Sanitar Co Ltd (凱撒衛浴), which makes sanitary wares under the Caesar brand, yesterday said it expects revenues next year to rise more than 30 percent, supported by better yields and increased capacities.
The second-biggest sanitary ware maker in the nation said it began operating a new factory in Vietnam, with annual capacity of 640,000 units of sanitary wares in July, company chairman and general manager Tony Hsiao (蕭俊祥) told investors, adding that its yield has improved after it introduced a new manufacturing process.
The new factory has raised the company’s annual capacity to 1.6 million units.
“We will be able to fully satisfy customers’ demand next year, as we plan to deploy this new manufacturing process on more production lines,” Hsiao said.

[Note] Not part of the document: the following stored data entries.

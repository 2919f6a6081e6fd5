// Startup validation
// Rejects configurations that would break route table invariants

use hyper::header::{HeaderName, HeaderValue};
use hyper::Method;
use std::net::AddrParseError;
use thiserror::Error;

use super::types::{Config, CorsConfig};

#[derive(Debug, Error)]
pub enum ConfigError {
    #[error("failed to load configuration: {0}")]
    Load(#[from] config::ConfigError),

    #[error("invalid listen address '{addr}': {source}")]
    InvalidAddress {
        addr: String,
        #[source]
        source: AddrParseError,
    },

    #[error("{field} must start and end with '/', got '{value}'")]
    InvalidPrefix { field: &'static str, value: String },

    #[error("{field} must be an absolute path, got '{value}'")]
    InvalidPath { field: &'static str, value: String },

    #[error("api prefix '{api}' overlaps static prefix '{assets}'")]
    PrefixOverlap { api: String, assets: String },

    #[error("{field} '{value}' falls under the api prefix")]
    ShadowsApi { field: &'static str, value: String },

    #[error("index file '{0}' must be a plain file name inside the asset root")]
    InvalidIndexFile(String),

    #[error("invalid cors setting: {0}")]
    InvalidCors(String),

    #[error("server name '{0}' is not a valid header value")]
    InvalidServerName(String),

    #[error("binding {name} is not a valid URL: {source}")]
    InvalidBinding {
        name: &'static str,
        #[source]
        source: url::ParseError,
    },
}

impl Config {
    pub fn validate(&self) -> Result<(), ConfigError> {
        check_prefix("api.prefix", &self.api.prefix)?;
        check_prefix("assets.static_prefix", &self.assets.static_prefix)?;

        let (api, assets) = (&self.api.prefix, &self.assets.static_prefix);
        if api.starts_with(assets.as_str()) || assets.starts_with(api.as_str()) {
            return Err(ConfigError::PrefixOverlap {
                api: api.clone(),
                assets: assets.clone(),
            });
        }

        for asset in &self.assets.single_assets {
            check_absolute("assets.single_assets", asset)?;
            check_outside_api("assets.single_assets", asset, api)?;
        }
        if self.health.enabled {
            for (field, path) in [
                ("health.liveness_path", &self.health.liveness_path),
                ("health.readiness_path", &self.health.readiness_path),
            ] {
                check_absolute(field, path)?;
                check_outside_api(field, path, api)?;
            }
        }

        let index = &self.assets.index_file;
        if index.is_empty() || index.contains('/') || index.contains('\\') || index == ".." {
            return Err(ConfigError::InvalidIndexFile(index.clone()));
        }

        if HeaderValue::from_str(&self.http.server_name).is_err() {
            return Err(ConfigError::InvalidServerName(self.http.server_name.clone()));
        }

        if self.cors.enabled {
            validate_cors(&self.cors)?;
        }

        if let Some(url) = &self.bindings.backend_url {
            url::Url::parse(url).map_err(|source| ConfigError::InvalidBinding {
                name: "backend_url",
                source,
            })?;
        }

        Ok(())
    }
}

fn check_prefix(field: &'static str, value: &str) -> Result<(), ConfigError> {
    if value.len() < 2 || !value.starts_with('/') || !value.ends_with('/') {
        return Err(ConfigError::InvalidPrefix {
            field,
            value: value.to_string(),
        });
    }
    Ok(())
}

fn check_absolute(field: &'static str, value: &str) -> Result<(), ConfigError> {
    if !value.starts_with('/') {
        return Err(ConfigError::InvalidPath {
            field,
            value: value.to_string(),
        });
    }
    Ok(())
}

/// Exact routes are matched before the API prefix, so one inside it would
/// hide an endpoint
fn check_outside_api(field: &'static str, value: &str, api: &str) -> Result<(), ConfigError> {
    if value.starts_with(api) || value == api.trim_end_matches('/') {
        return Err(ConfigError::ShadowsApi {
            field,
            value: value.to_string(),
        });
    }
    Ok(())
}

fn validate_cors(cors: &CorsConfig) -> Result<(), ConfigError> {
    if cors.allow_origins.is_empty() {
        return Err(ConfigError::InvalidCors(
            "allow_origins must not be empty".to_string(),
        ));
    }
    let wildcard = cors.allow_origins.iter().any(|o| o == "*");
    if wildcard && cors.allow_credentials {
        return Err(ConfigError::InvalidCors(
            "allow_credentials cannot be combined with origin '*'".to_string(),
        ));
    }
    for origin in &cors.allow_origins {
        HeaderValue::from_str(origin)
            .map_err(|_| ConfigError::InvalidCors(format!("bad origin '{origin}'")))?;
    }
    for method in &cors.allow_methods {
        Method::from_bytes(method.as_bytes())
            .map_err(|_| ConfigError::InvalidCors(format!("bad method '{method}'")))?;
    }
    for header in cors.allow_headers.iter().chain(&cors.expose_headers) {
        HeaderName::from_bytes(header.as_bytes())
            .map_err(|_| ConfigError::InvalidCors(format!("bad header name '{header}'")))?;
    }
    Ok(())
}

#[cfg(test)]
mod tests {
    use super::*;

    #[test]
    fn test_default_is_valid() {
        Config::default().validate().unwrap();
    }

    #[test]
    fn test_prefix_shape() {
        let mut cfg = Config::default();
        cfg.api.prefix = "/api".to_string();
        assert!(matches!(
            cfg.validate(),
            Err(ConfigError::InvalidPrefix { field: "api.prefix", .. })
        ));

        cfg.api.prefix = "/".to_string();
        assert!(cfg.validate().is_err());
    }

    #[test]
    fn test_prefix_overlap() {
        let mut cfg = Config::default();
        cfg.assets.static_prefix = "/api/static/".to_string();
        assert!(matches!(
            cfg.validate(),
            Err(ConfigError::PrefixOverlap { .. })
        ));
    }

    #[test]
    fn test_index_file() {
        let mut cfg = Config::default();
        cfg.assets.index_file = "../secret.html".to_string();
        assert!(matches!(
            cfg.validate(),
            Err(ConfigError::InvalidIndexFile(_))
        ));
    }

    #[test]
    fn test_single_asset_must_be_absolute() {
        let mut cfg = Config::default();
        cfg.assets.single_assets = vec!["favicon.ico".to_string()];
        assert!(matches!(cfg.validate(), Err(ConfigError::InvalidPath { .. })));
    }

    #[test]
    fn test_exact_routes_outside_api_prefix() {
        let mut cfg = Config::default();
        cfg.health.liveness_path = "/api/ping".to_string();
        assert!(matches!(
            cfg.validate(),
            Err(ConfigError::ShadowsApi { field: "health.liveness_path", .. })
        ));

        // Not routed when health is off
        cfg.health.enabled = false;
        cfg.validate().unwrap();

        let mut cfg = Config::default();
        cfg.health.readiness_path = "/api".to_string();
        assert!(matches!(cfg.validate(), Err(ConfigError::ShadowsApi { .. })));

        let mut cfg = Config::default();
        cfg.assets.single_assets.push("/api/logo.png".to_string());
        assert!(matches!(
            cfg.validate(),
            Err(ConfigError::ShadowsApi { field: "assets.single_assets", .. })
        ));

        // Shared leading characters are not a prefix match
        cfg.assets.single_assets = vec!["/apidocs.png".to_string()];
        cfg.validate().unwrap();
    }

    #[test]
    fn test_cors_rules() {
        let mut cfg = Config::default();
        cfg.cors.allow_credentials = true;
        assert!(matches!(cfg.validate(), Err(ConfigError::InvalidCors(_))));

        cfg.cors.allow_origins = vec!["https://apd-oasis.pages.dev".to_string()];
        cfg.validate().unwrap();

        cfg.cors.allow_methods.push("NOT A METHOD".to_string());
        assert!(matches!(cfg.validate(), Err(ConfigError::InvalidCors(_))));

        // Disabled policy is not inspected
        cfg.cors.enabled = false;
        cfg.validate().unwrap();
    }

    #[test]
    fn test_server_name_header_safe() {
        let mut cfg = Config::default();
        cfg.http.server_name = "edge\nrouter".to_string();
        assert!(matches!(cfg.validate(), Err(ConfigError::InvalidServerName(_))));
    }

    #[test]
    fn test_backend_url_binding() {
        let mut cfg = Config::default();
        cfg.bindings.backend_url = Some("not a url".to_string());
        assert!(matches!(
            cfg.validate(),
            Err(ConfigError::InvalidBinding { name: "backend_url", .. })
        ));
    }
}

Aided by the new process, revenue hit a record-high NT$165.86 million last month, Hsiao said. The figure was up 28.86 percent from NT$128.72 million a year ago and 17.97 percent from NT$140.6 million a month ago, the company’s filing to the Taiwan Stock Exchange showed.
Revenue this quarter is likely to hit its highest this year because of replacement demand ahead of the Lunar New Year holiday, Hsiao said.
Gross margin improved to 32.4 percent last quarter, from 29.4 percent in the first half of this year, Hsiao said.
Gross margin is likely to rise further this quarter, he said.
Net profit jumped 50.66 percent to NT$110.9 million in the first nine months, from NT$73.61 million the previous year, the filing showed.
As the second-largest sanitary ware provider in Vietnam after Inax Corp, the company said it can benefit from ASEAN’s free-trade agreement when it goes into effect in 2015, allowing it easier access to other markets, Hsiao said.
Sales in Vietnam accounted for 36 percent of its revenue last year, the company said.
Sanitar shares declined 1.74 percent to NT$31 yesterday, underperforming the TAIEX, which dropped 1.28 percent.